EXERCISE GOAL: Please reproduce each line of the data below exactly as shown.

[[ ENTRIES PROVIDED, beginning ]]

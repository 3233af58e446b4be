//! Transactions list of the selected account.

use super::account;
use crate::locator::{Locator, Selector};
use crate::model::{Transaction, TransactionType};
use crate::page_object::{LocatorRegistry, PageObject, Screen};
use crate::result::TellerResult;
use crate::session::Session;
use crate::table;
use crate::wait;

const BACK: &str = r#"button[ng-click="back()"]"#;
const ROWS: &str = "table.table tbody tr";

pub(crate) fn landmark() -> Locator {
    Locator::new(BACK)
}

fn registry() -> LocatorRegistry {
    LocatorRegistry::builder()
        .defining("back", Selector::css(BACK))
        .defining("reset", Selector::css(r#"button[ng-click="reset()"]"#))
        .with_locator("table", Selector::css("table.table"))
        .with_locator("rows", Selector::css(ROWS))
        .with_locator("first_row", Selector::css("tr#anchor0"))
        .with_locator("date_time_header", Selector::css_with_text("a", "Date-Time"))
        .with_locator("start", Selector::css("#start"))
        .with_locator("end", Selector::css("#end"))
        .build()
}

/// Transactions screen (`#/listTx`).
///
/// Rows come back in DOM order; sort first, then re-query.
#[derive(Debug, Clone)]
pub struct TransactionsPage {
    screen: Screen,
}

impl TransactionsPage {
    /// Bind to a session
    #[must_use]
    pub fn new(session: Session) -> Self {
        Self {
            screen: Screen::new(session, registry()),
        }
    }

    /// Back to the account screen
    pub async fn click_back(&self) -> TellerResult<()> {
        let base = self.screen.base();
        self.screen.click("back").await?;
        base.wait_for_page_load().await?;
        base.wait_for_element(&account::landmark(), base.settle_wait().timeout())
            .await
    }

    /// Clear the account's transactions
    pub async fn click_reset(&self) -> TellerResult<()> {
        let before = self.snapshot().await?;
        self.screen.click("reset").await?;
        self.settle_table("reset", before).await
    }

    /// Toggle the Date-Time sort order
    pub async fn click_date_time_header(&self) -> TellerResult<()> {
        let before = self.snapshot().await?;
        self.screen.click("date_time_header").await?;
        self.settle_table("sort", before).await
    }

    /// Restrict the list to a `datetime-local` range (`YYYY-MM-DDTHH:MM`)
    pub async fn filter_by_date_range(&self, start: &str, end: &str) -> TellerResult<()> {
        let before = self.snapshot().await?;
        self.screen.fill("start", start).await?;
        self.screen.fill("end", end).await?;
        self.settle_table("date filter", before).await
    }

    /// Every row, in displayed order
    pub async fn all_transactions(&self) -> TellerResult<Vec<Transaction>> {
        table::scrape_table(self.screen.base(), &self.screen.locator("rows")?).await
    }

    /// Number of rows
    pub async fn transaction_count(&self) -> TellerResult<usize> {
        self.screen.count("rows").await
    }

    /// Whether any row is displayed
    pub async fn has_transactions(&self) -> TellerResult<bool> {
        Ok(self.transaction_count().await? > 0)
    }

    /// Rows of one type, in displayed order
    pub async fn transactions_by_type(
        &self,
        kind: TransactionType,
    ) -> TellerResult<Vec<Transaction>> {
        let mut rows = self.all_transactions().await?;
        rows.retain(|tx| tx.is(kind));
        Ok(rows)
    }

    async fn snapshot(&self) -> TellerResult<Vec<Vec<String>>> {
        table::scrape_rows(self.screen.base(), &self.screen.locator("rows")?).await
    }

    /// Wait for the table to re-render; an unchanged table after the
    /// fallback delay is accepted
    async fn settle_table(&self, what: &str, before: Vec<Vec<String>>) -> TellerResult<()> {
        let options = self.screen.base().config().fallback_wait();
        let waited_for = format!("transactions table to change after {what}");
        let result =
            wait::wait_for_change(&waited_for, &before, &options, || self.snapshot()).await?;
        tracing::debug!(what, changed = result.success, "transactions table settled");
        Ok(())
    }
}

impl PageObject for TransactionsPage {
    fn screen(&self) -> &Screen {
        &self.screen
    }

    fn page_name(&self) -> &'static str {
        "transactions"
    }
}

[[ ENTRIES PROVIDED, end ]]

ANSWER TO THE PROBLEM:
repository 3233af58e446b4be
//! Transactions list of the selected account.

use super::account;
use crate::locator::{Locator, Selector};
use crate::model::{Transaction, TransactionType};
use crate::page_object::{LocatorRegistry, PageObject, Screen};
use crate::result::TellerResult;
use crate::session::Session;
use crate::table;
use crate::wait;

const BACK: &str = r#"button[ng-click="back()"]"#;
const ROWS: &str = "table.table tbody tr";

pub(crate) fn landmark() -> Locator {
    Locator::new(BACK)
}

fn registry() -> LocatorRegistry {
    LocatorRegistry::builder()
        .defining("back", Selector::css(BACK))
        .defining("reset", Selector::css(r#"button[ng-click="reset()"]"#))
        .with_locator("table", Selector::css("table.table"))
        .with_locator("rows", Selector::css(ROWS))
        .with_locator("first_row", Selector::css("tr#anchor0"))
        .with_locator("date_time_header", Selector::css_with_text("a", "Date-Time"))
        .with_locator("start", Selector::css("#start"))
        .with_locator("end", Selector::css("#end"))
        .build()
}

/// Transactions screen (`#/listTx`).
///
/// Rows come back in DOM order; sort first, then re-query.
#[derive(Debug, Clone)]
pub struct TransactionsPage {
    screen: Screen,
}

impl TransactionsPage {
    /// Bind to a session
    #[must_use]
    pub fn new(session: Session) -> Self {
        Self {
            screen: Screen::new(session, registry()),
        }
    }

    /// Back to the account screen
    pub async fn click_back(&self) -> TellerResult<()> {
        let base = self.screen.base();
        self.screen.click("back").await?;
        base.wait_for_page_load().await?;
        base.wait_for_element(&account::landmark(), base.settle_wait().timeout())
            .await
    }

    /// Clear the account's transactions
    pub async fn click_reset(&self) -> TellerResult<()> {
        let before = self.snapshot().await?;
        self.screen.click("reset").await?;
        self.settle_table("reset", before).await
    }

    /// Toggle the Date-Time sort order
    pub async fn click_date_time_header(&self) -> TellerResult<()> {
        let before = self.snapshot().await?;
        self.screen.click("date_time_header").await?;
        self.settle_table("sort", before).await
    }

    /// Restrict the list to a `datetime-local` range (`YYYY-MM-DDTHH:MM`)
    pub async fn filter_by_date_range(&self, start: &str, end: &str) -> TellerResult<()> {
        let before = self.snapshot().await?;
        self.screen.fill("start", start).await?;
        self.screen.fill("end", end).await?;
        self.settle_table("date filter", before).await
    }

    /// Every row, in displayed order
    pub async fn all_transactions(&self) -> TellerResult<Vec<Transaction>> {
        table::scrape_table(self.screen.base(), &self.screen.locator("rows")?).await
    }

    /// Number of rows
    pub async fn transaction_count(&self) -> TellerResult<usize> {
        self.screen.count("rows").await
    }

    /// Whether any row is displayed
    pub async fn has_transactions(&self) -> TellerResult<bool> {
        Ok(self.transaction_count().await? > 0)
    }

    /// Rows of one type, in displayed order
    pub async fn transactions_by_type(
        &self,
        kind: TransactionType,
    ) -> TellerResult<Vec<Transaction>> {
        let mut rows = self.all_transactions().await?;
        rows.retain(|tx| tx.is(kind));
        Ok(rows)
    }

    async fn snapshot(&self) -> TellerResult<Vec<Vec<String>>> {
        table::scrape_rows(self.screen.base(), &self.screen.locator("rows")?).await
    }

    /// Wait for the table to re-render; an unchanged table after the
    /// fallback delay is accepted
    async fn settle_table(&self, what: &str, before: Vec<Vec<String>>) -> TellerResult<()> {
        let options = self.screen.base().config().fallback_wait();
        let waited_for = format!("transactions table to change after {what}");
        let result =
            wait::wait_for_change(&waited_for, &before, &options, || self.snapshot()).await?;
        tracing::debug!(what, changed = result.success, "transactions table settled");
        Ok(())
    }
}

impl PageObject for TransactionsPage {
    fn screen(&self) -> &Screen {
        &self.screen
    }

    fn page_name(&self) -> &'static str {
        "transactions"
    }
}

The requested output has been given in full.